Intervention de Pascal Brindeau

Séance en hémicycle du mardi 18 juin 2019 à 21h30
Relance de l'État en panne — Discussion générale

Photo issue du site de l'Assemblée nationale ou de WikipediaPascal Brindeau :

Par cette proposition de résolution, nos collègues députés du groupe Socialistes entendent démontrer que la politique menée par le Gouvernement dans un grand nombre de domaines consiste en un recul inédit de l'État. L'exposé des motifs multiplie ainsi les exemples de réformes engagées, et leur adresse à toutes une même critique : celle d'un démantèlement des structures et des capacités d'intervention publique. De manière sous-entendue ou parfois explicite, reproche est fait à la politique gouvernementale de libéraliser et de privatiser tout ou partie des missions ou des services de l'État considérés comme devant demeurer dans le giron de l'intervention publique, notamment au nom des principes fondamentaux du service public que sont l'égalité, la continuité et l'adaptabilité.

Forts de cette conception très keynésienne de l'État, nos collègues du groupe Socialistes demandent au Gouvernement de revoir sa copie, par exemple en abandonnant la réforme de la fonction publique ou la privatisation du groupe Aéroports de Paris, en dégageant des crédits budgétaires supplémentaires en faveur des services d'urgences des hôpitaux ou en procédant à une augmentation du volume des contrats aidés. Ils appellent de leurs voeux un État fort, protecteur par l'exercice de ses missions régaliennes, redistributeur en matière sociale, stratège et interventionniste en matière économique, décentralisateur et garant des libertés locales enfin. Ce retour à l'État, ou plutôt ce retour de l'État, est justifié par les urgences écologiques, démocratiques, sociales et économiques que souligne la proposition de résolution.

En cela, nos collègues du groupe Socialistes font écho aux attentes exprimées par un grand nombre de nos concitoyens de services publics plus affirmés, plus proches et plus efficaces. Ces aspirations se sont fait jour à l'occasion de la crise des gilets jaunes, ainsi que dans le cadre du grand débat. Si elles ont été fortement exprimées, elles se sont parfois aussi révélées contradictoires : dans le même temps où les Français dans leur grande majorité demandent plus d'État, ils demandent moins d'impôts ; or les impôts sont la condition nécessaire et indispensable au financement du service public.

Plus globalement, le débat sur la place, le rôle, les missions ou encore le périmètre de l'État est en France un débat ancien et constant ; il structure notre vie démocratique.

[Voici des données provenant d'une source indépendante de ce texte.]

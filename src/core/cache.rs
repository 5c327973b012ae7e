use crate::core::series::NavSeries;
use chrono::{DateTime, Utc};
use std::collections::HashMap;
use std::sync::Arc;
use tokio::sync::Mutex;
use tracing::debug;

/// A memoised series and when it was fetched.
#[derive(Debug, Clone)]
pub struct CacheEntry {
    pub scheme_code: String,
    pub series: Arc<NavSeries>,
    pub fetched_at: DateTime<Utc>,
}

struct Slot {
    entry: CacheEntry,
    last_used: u64,
}

#[derive(Default)]
struct Inner {
    slots: HashMap<String, Slot>,
    ticks: u64,
}

impl Inner {
    fn tick(&mut self) -> u64 {
        self.ticks += 1;
        self.ticks
    }
}

/// NAV series memoised by scheme code for the lifetime of the owner.
///
/// Entries never expire. Writes are last-writer-wins. An optional capacity turns
/// on least-recently-used eviction for long-running processes.
#[derive(Clone)]
pub struct SeriesCache {
    inner: Arc<Mutex<Inner>>,
    capacity: Option<usize>,
}

impl SeriesCache {
    pub fn new() -> Self {
        Self {
            inner: Arc::new(Mutex::new(Inner::default())),
            capacity: None,
        }
    }

    /// A cache holding at most `capacity` schemes (minimum one).
    pub fn bounded(capacity: usize) -> Self {
        Self {
            inner: Arc::new(Mutex::new(Inner::default())),
            capacity: Some(capacity.max(1)),
        }
    }

    pub async fn get(&self, scheme_code: &str) -> Option<Arc<NavSeries>> {
        let mut cache = self.inner.lock().await;
        let tick = cache.tick();
        match cache.slots.get_mut(scheme_code) {
            Some(slot) => {
                debug!("Cache HIT for scheme: {}", scheme_code);
                slot.last_used = tick;
                Some(Arc::clone(&slot.entry.series))
            }
            None => {
                debug!("Cache MISS for scheme: {}", scheme_code);
                None
            }
        }
    }

    pub async fn entry(&self, scheme_code: &str) -> Option<CacheEntry> {
        let cache = self.inner.lock().await;
        cache.slots.get(scheme_code).map(|slot| slot.entry.clone())
    }

    /// Stores `series` for `scheme_code`, stamped with the caller's clock.
    pub async fn put(&self, scheme_code: &str, series: Arc<NavSeries>, fetched_at: DateTime<Utc>) {
        let mut cache = self.inner.lock().await;
        let tick = cache.tick();

        let full = self.capacity.is_some_and(|capacity| {
            !cache.slots.contains_key(scheme_code) && cache.slots.len() >= capacity
        });
        if full {
            let evicted = cache
                .slots
                .iter()
                .min_by_key(|(_, slot)| slot.last_used)
                .map(|(code, _)| code.clone());
            if let Some(evicted) = evicted {
                debug!("Cache EVICT for scheme: {}", evicted);
                cache.slots.remove(&evicted);
            }
        }

        debug!("Cache PUT for scheme: {}", scheme_code);
        cache.slots.insert(
            scheme_code.to_string(),
            Slot {
                entry: CacheEntry {
                    scheme_code: scheme_code.to_string(),
                    series,
                    fetched_at,
                },
                last_used: tick,
            },
        );
    }

    pub async fn len(&self) -> usize {
        self.inner.lock().await.slots.len()
    }

    pub async fn is_empty(&self) -> bool {
        self.len().await == 0
    }
}

impl Default for SeriesCache {
    fn default() -> Self {
        Self::new()
    }
}
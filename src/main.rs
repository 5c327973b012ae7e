use anyhow::Result;
use clap::{CommandFactory, Parser, Subcommand};
use navlens::core::log::init_logging;
use navlens::core::period::ReturnPeriod;

#[derive(Parser)]
#[command(version, about)]
struct Cli {
    /// Enable verbose logging
    #[arg(short, long, global = true)]
    verbose: bool,

    /// Path to optional configuration file
    #[arg(short, long, global = true)]
    config_path: Option<String>,

    #[command(subcommand)]
    command: Option<Commands>,
}

impl From<Commands> for navlens::AppCommand {
    fn from(cmd: Commands) -> navlens::AppCommand {
        match cmd {
            Commands::Returns { codes } => navlens::AppCommand::Returns { codes },
            Commands::Candles {
                code,
                window,
                chronological,
            } => navlens::AppCommand::Candles {
                code,
                window,
                chronological,
            },
            Commands::Catalog { remote } => navlens::AppCommand::Catalog { remote },
            Commands::Category { name } => navlens::AppCommand::Category { name },
            Commands::Setup => unreachable!("Setup command should be handled separately"),
        }
    }
}

#[derive(Subcommand)]
enum Commands {
    /// Create default configuration
    Setup,
    /// Display trailing returns and risk tiers
    Returns {
        /// Scheme codes; defaults to every configured scheme
        codes: Vec<String>,
    },
    /// Display monthly NAV candles for a scheme
    Candles {
        /// Scheme code
        code: String,
        /// Look-back window: 1M, 6M, 1Y, 3Y, 5Y or ALL
        #[arg(short, long, default_value = "1Y")]
        window: ReturnPeriod,
        /// Sort each month by date before taking open and close
        #[arg(long)]
        chronological: bool,
    },
    /// List configured schemes, or the remote scheme catalog
    Catalog {
        #[arg(long)]
        remote: bool,
    },
    /// Display fund snapshots for a configured category
    Category {
        /// Category name, case-insensitive
        name: String,
    },
}

#[tokio::main]
async fn main() -> Result<()> {
    let cli = Cli::parse();

    init_logging(cli.verbose);

    let result = match cli.command {
        Some(Commands::Setup) => navlens::cli::setup::setup(cli.config_path.as_deref()),
        Some(cmd) => navlens::run_command(cmd.into(), cli.config_path.as_deref()).await,
        None => {
            Cli::command().print_help()?;
            Ok(())
        }
    };

    if let Err(e) = &result {
        tracing::error!(error = %e, "Application failed");
    }
    result
}
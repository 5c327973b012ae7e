//! Coarse risk tiers derived from category text.
//!
//! This is a heuristic for display, not a financial risk model. The rule table is
//! evaluated top to bottom and the first matching substring decides the tier, so
//! the same category text always yields the same tier.

use serde::{Deserialize, Serialize};
use std::fmt::Display;

#[derive(Debug, Clone, Copy, PartialEq, Eq, Hash, Serialize, Deserialize)]
pub enum RiskTier {
    Low,
    Moderate,
    High,
    VeryHigh,
}

impl Display for RiskTier {
    fn fmt(&self, f: &mut std::fmt::Formatter<'_>) -> std::fmt::Result {
        write!(
            f,
            "{}",
            match self {
                RiskTier::Low => "Low",
                RiskTier::Moderate => "Moderate",
                RiskTier::High => "High",
                RiskTier::VeryHigh => "Very High",
            }
        )
    }
}

const RULES: &[(&[&str], RiskTier)] = &[
    (&["small cap"], RiskTier::VeryHigh),
    (&["mid cap"], RiskTier::High),
    (&["large cap"], RiskTier::Low),
    (&["liquid", "debt"], RiskTier::Low),
];

/// Classifies a scheme category, case-insensitively. Unmatched text is `Moderate`.
pub fn classify(category: &str) -> RiskTier {
    let category = category.to_lowercase();
    RULES
        .iter()
        .find(|(needles, _)| needles.iter().any(|needle| category.contains(needle)))
        .map_or(RiskTier::Moderate, |(_, tier)| *tier)
}

impl RiskTier {
    /// Maps a 1-5 risk level as published by scheme screeners.
    pub fn from_level(level: u8) -> Self {
        match level {
            1 => RiskTier::Low,
            2 => RiskTier::Moderate,
            3 => RiskTier::High,
            4 | 5 => RiskTier::VeryHigh,
            _ => RiskTier::Moderate,
        }
    }
}
use super::ui;
use crate::core::analytics::FundAnalytics;
use crate::core::candles::{BucketOrder, Candle};
use crate::core::catalog::SchemeRef;
use crate::core::period::ReturnPeriod;
use comfy_table::{Cell, Table};
use tracing::info;

pub async fn run(
    analytics: &FundAnalytics,
    scheme: &SchemeRef,
    window: ReturnPeriod,
    order: BucketOrder,
) -> anyhow::Result<()> {
    info!("Building {} candles for scheme {}...", window, scheme.code);

    let candles = analytics.candles(&scheme.code, window, order).await?;

    println!(
        "\n{} {}",
        ui::style_text(&scheme.name, ui::StyleType::Title),
        ui::style_text(&format!("({window}, monthly)"), ui::StyleType::Subtle)
    );
    if candles.is_empty() {
        println!("No NAV observations in the selected window.");
        return Ok(());
    }
    println!("{}", build_table(&candles));
    Ok(())
}

fn build_table(candles: &[Candle]) -> Table {
    let mut table = ui::new_styled_table();
    table.set_header(vec![
        ui::header_cell("Month"),
        ui::header_cell("Open"),
        ui::header_cell("High"),
        ui::header_cell("Low"),
        ui::header_cell("Close"),
        ui::header_cell("Change"),
    ]);

    for candle in candles {
        table.add_row(vec![
            Cell::new(&candle.label),
            ui::nav_cell(candle.open),
            ui::nav_cell(candle.high),
            ui::nav_cell(candle.low),
            ui::nav_cell(candle.close),
            ui::change_cell((candle.close - candle.open) / candle.open * 100.0),
        ]);
    }
    table
}
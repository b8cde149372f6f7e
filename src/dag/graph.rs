// src/dag/graph.rs

use std::collections::{HashMap, HashSet, VecDeque};
use std::fmt::Debug;
use std::hash::Hash;
use std::sync::{RwLock, RwLockReadGuard, RwLockWriteGuard};

use tracing::error;

use crate::errors::{DagflowError, Result};

/// The three maps guarded together by the DAG lock.
///
/// `order` records node insertion order and is the tie-break for every
/// traversal, so results do not depend on hash iteration order.
#[derive(Debug)]
struct DagInner<N, I, E> {
    nodes: HashMap<N, Option<I>>,
    order: Vec<N>,
    edges: HashMap<N, HashMap<N, E>>,
    reverse_edges: HashMap<N, HashMap<N, E>>,
}

/// Thread-safe directed acyclic graph.
///
/// - `N` is the node identity.
/// - `I` is the node information (absent for nodes auto-created by
///   [`Dag::add_edge`]).
/// - `E` is the edge information.
///
/// All operations take one reader/writer lock over the whole structure.
/// Every successful [`Dag::add_edge`] leaves the graph acyclic, and the
/// forward and reverse edge maps always mirror each other.
#[derive(Debug)]
pub struct Dag<N, I, E> {
    inner: RwLock<DagInner<N, I, E>>,
}

impl<N, I, E> Default for Dag<N, I, E>
where
    N: Clone + Eq + Hash + Debug,
    I: Clone,
    E: Clone,
{
    fn default() -> Self {
        Self::new()
    }
}

impl<N, I, E> Dag<N, I, E>
where
    N: Clone + Eq + Hash + Debug,
    I: Clone,
    E: Clone,
{
    pub fn new() -> Self {
        Self {
            inner: RwLock::new(DagInner {
                nodes: HashMap::new(),
                order: Vec::new(),
                edges: HashMap::new(),
                reverse_edges: HashMap::new(),
            }),
        }
    }

    fn read(&self) -> RwLockReadGuard<'_, DagInner<N, I, E>> {
        self.inner.read().unwrap_or_else(|e| e.into_inner())
    }

    fn write(&self) -> RwLockWriteGuard<'_, DagInner<N, I, E>> {
        self.inner.write().unwrap_or_else(|e| e.into_inner())
    }

    /// Insert a node, overwriting the information of an existing node.
    pub fn add_node(&self, node: N, info: I) {
        let mut inner = self.write();
        inner.upsert_node(node, Some(info));
    }

    /// Add the edge `from -> to`.
    ///
    /// Rejected without touching the graph when `from == to`, when an
    /// endpoint is missing and `create_missing` is false, or when the edge
    /// would close a cycle. With `create_missing`, absent endpoints are
    /// inserted without node information.
    pub fn add_edge(&self, from: N, to: N, edge: E, create_missing: bool) -> Result<()> {
        let mut inner = self.write();

        if from == to {
            error!(node = ?from, "edge endpoints must differ");
            return Err(DagflowError::SelfLoop(format!("{from:?}")));
        }

        if !create_missing && (!inner.nodes.contains_key(&from) || !inner.nodes.contains_key(&to))
        {
            error!(from = ?from, to = ?to, "edge endpoint is not in the node map");
            return Err(DagflowError::MissingNode {
                from: format!("{from:?}"),
                to: format!("{to:?}"),
            });
        }

        if inner.reaches(&to, &from) {
            error!(from = ?from, to = ?to, "adding edge would create a cycle");
            return Err(DagflowError::WouldCycle {
                from: format!("{from:?}"),
                to: format!("{to:?}"),
            });
        }

        if !inner.nodes.contains_key(&from) {
            inner.upsert_node(from.clone(), None);
        }
        if !inner.nodes.contains_key(&to) {
            inner.upsert_node(to.clone(), None);
        }

        inner
            .edges
            .entry(from.clone())
            .or_default()
            .insert(to.clone(), edge.clone());
        inner.reverse_edges.entry(to).or_default().insert(from, edge);

        Ok(())
    }

    pub fn contains_node(&self, node: &N) -> bool {
        self.read().nodes.contains_key(node)
    }

    pub fn contains_edge(&self, from: &N, to: &N) -> bool {
        self.read()
            .edges
            .get(from)
            .is_some_and(|targets| targets.contains_key(to))
    }

    /// Node information; `None` for unknown nodes and for nodes created
    /// implicitly by an edge.
    pub fn get_node(&self, node: &N) -> Option<I> {
        self.read().nodes.get(node).cloned().flatten()
    }

    pub fn get_edge(&self, from: &N, to: &N) -> Option<E> {
        self.read().edges.get(from)?.get(to).cloned()
    }

    pub fn nodes_count(&self) -> usize {
        self.read().nodes.len()
    }

    pub fn edges_count(&self) -> usize {
        self.read().edges.values().map(HashMap::len).sum()
    }

    /// Nodes with no incoming edge, in insertion order.
    pub fn get_begin_nodes(&self) -> Vec<N> {
        let inner = self.read();
        inner
            .order
            .iter()
            .filter(|n| !inner.reverse_edges.contains_key(*n))
            .cloned()
            .collect()
    }

    /// Nodes with no outgoing edge, in insertion order.
    pub fn get_end_nodes(&self) -> Vec<N> {
        let inner = self.read();
        inner
            .order
            .iter()
            .filter(|n| !inner.edges.contains_key(*n))
            .cloned()
            .collect()
    }

    /// Direct predecessors of `node`; empty when the node is unknown.
    pub fn get_previous_nodes(&self, node: &N) -> HashSet<N> {
        let inner = self.read();
        neighbors(&inner.reverse_edges, node)
    }

    /// Direct successors of `node`; empty when the node is unknown.
    pub fn get_subsequent_nodes(&self, node: &N) -> HashSet<N> {
        let inner = self.read();
        neighbors(&inner.edges, node)
    }

    pub fn get_indegree(&self, node: &N) -> usize {
        self.read().indegree(node)
    }

    pub fn has_cycle(&self) -> bool {
        self.read().topological_sort().is_none()
    }

    /// Kahn's algorithm over the current state.
    ///
    /// Zero in-degree ties are broken by node insertion order. Fails with
    /// [`DagflowError::CycleDetected`] when not every node can be ordered.
    pub fn topological_sort(&self) -> Result<Vec<N>> {
        self.read()
            .topological_sort()
            .ok_or(DagflowError::CycleDetected)
    }
}

impl<N, I, E> DagInner<N, I, E>
where
    N: Clone + Eq + Hash,
{
    fn upsert_node(&mut self, node: N, info: Option<I>) {
        if self.nodes.insert(node.clone(), info).is_none() {
            self.order.push(node);
        }
    }

    fn indegree(&self, node: &N) -> usize {
        self.reverse_edges.get(node).map_or(0, HashMap::len)
    }

    /// Successors of `node` sorted by insertion order.
    fn ordered_successors(&self, node: &N) -> Vec<N> {
        let Some(targets) = self.edges.get(node) else {
            return Vec::new();
        };
        self.order
            .iter()
            .filter(|n| targets.contains_key(*n))
            .cloned()
            .collect()
    }

    /// Breadth-first search from `start` over the existing edges, bounded by
    /// the node count. Returns true when `target` is reachable.
    fn reaches(&self, start: &N, target: &N) -> bool {
        let mut budget = self.nodes.len();
        let mut queue = VecDeque::from([start.clone()]);
        let mut seen = HashSet::new();

        while budget > 0 {
            let Some(current) = queue.pop_front() else {
                break;
            };
            budget -= 1;

            if let Some(targets) = self.edges.get(&current) {
                for next in targets.keys() {
                    if next == target {
                        return true;
                    }
                    if seen.insert(next.clone()) {
                        queue.push_back(next.clone());
                    }
                }
            }
        }

        false
    }

    fn topological_sort(&self) -> Option<Vec<N>> {
        let mut indegrees: HashMap<&N, usize> = HashMap::new();
        let mut queue = VecDeque::new();

        for node in &self.order {
            let degree = self.indegree(node);
            if degree == 0 {
                queue.push_back(node.clone());
            } else {
                indegrees.insert(node, degree);
            }
        }

        let mut sorted = Vec::with_capacity(self.order.len());

        while let Some(node) = queue.pop_front() {
            for next in self.ordered_successors(&node) {
                if let Some(degree) = indegrees.get_mut(&next) {
                    *degree -= 1;
                    if *degree == 0 {
                        indegrees.remove(&next);
                        queue.push_back(next);
                    }
                }
            }
            sorted.push(node);
        }

        if sorted.len() == self.order.len() {
            Some(sorted)
        } else {
            None
        }
    }
}

fn neighbors<N, E>(edges: &HashMap<N, HashMap<N, E>>, node: &N) -> HashSet<N>
where
    N: Clone + Eq + Hash,
{
    edges
        .get(node)
        .map(|targets| targets.keys().cloned().collect())
        .unwrap_or_default()
}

Il est tout autant le fruit de l'histoire de notre pays, dans lequel l'État a précédé la nation, que des circonstances et des nécessités. À la fin de la Seconde Guerre mondiale, quand le pays et notre économie étaient à reconstruire, l'interventionnisme de l'État faisait consensus, comme le montre notamment le programme du Conseil national de la Résistance. À d'autres périodes, au milieu des années 1980 par exemple, cet interventionnisme était majoritairement remis en question, à l'instar de ce qui se passait dans les principales autres démocraties occidentales, une aspiration plus importante à l'individualisme et une certaine méfiance envers l'efficacité de l'intervention publique s'imposant. Un vent de liberté soufflait, qui fit tomber le mur qui séparait démocratie libérale et collectivisme érigé en religion d'État. À la fin des années 1990, un gouvernement socialiste conduit par Lionel Jospin, peu soupçonnable d'accointances idéologiques avec la droite, procéda au nombre le plus important de privatisations connu jusqu'alors sous la Ve République.

Ce débat sur la place de l'État en France ne peut cependant être réduit à une caricature entre étatistes et libéraux, entre collectivistes et individualistes, entre les tenants de la relance et ceux du laisser-faire, entre gauche et droite.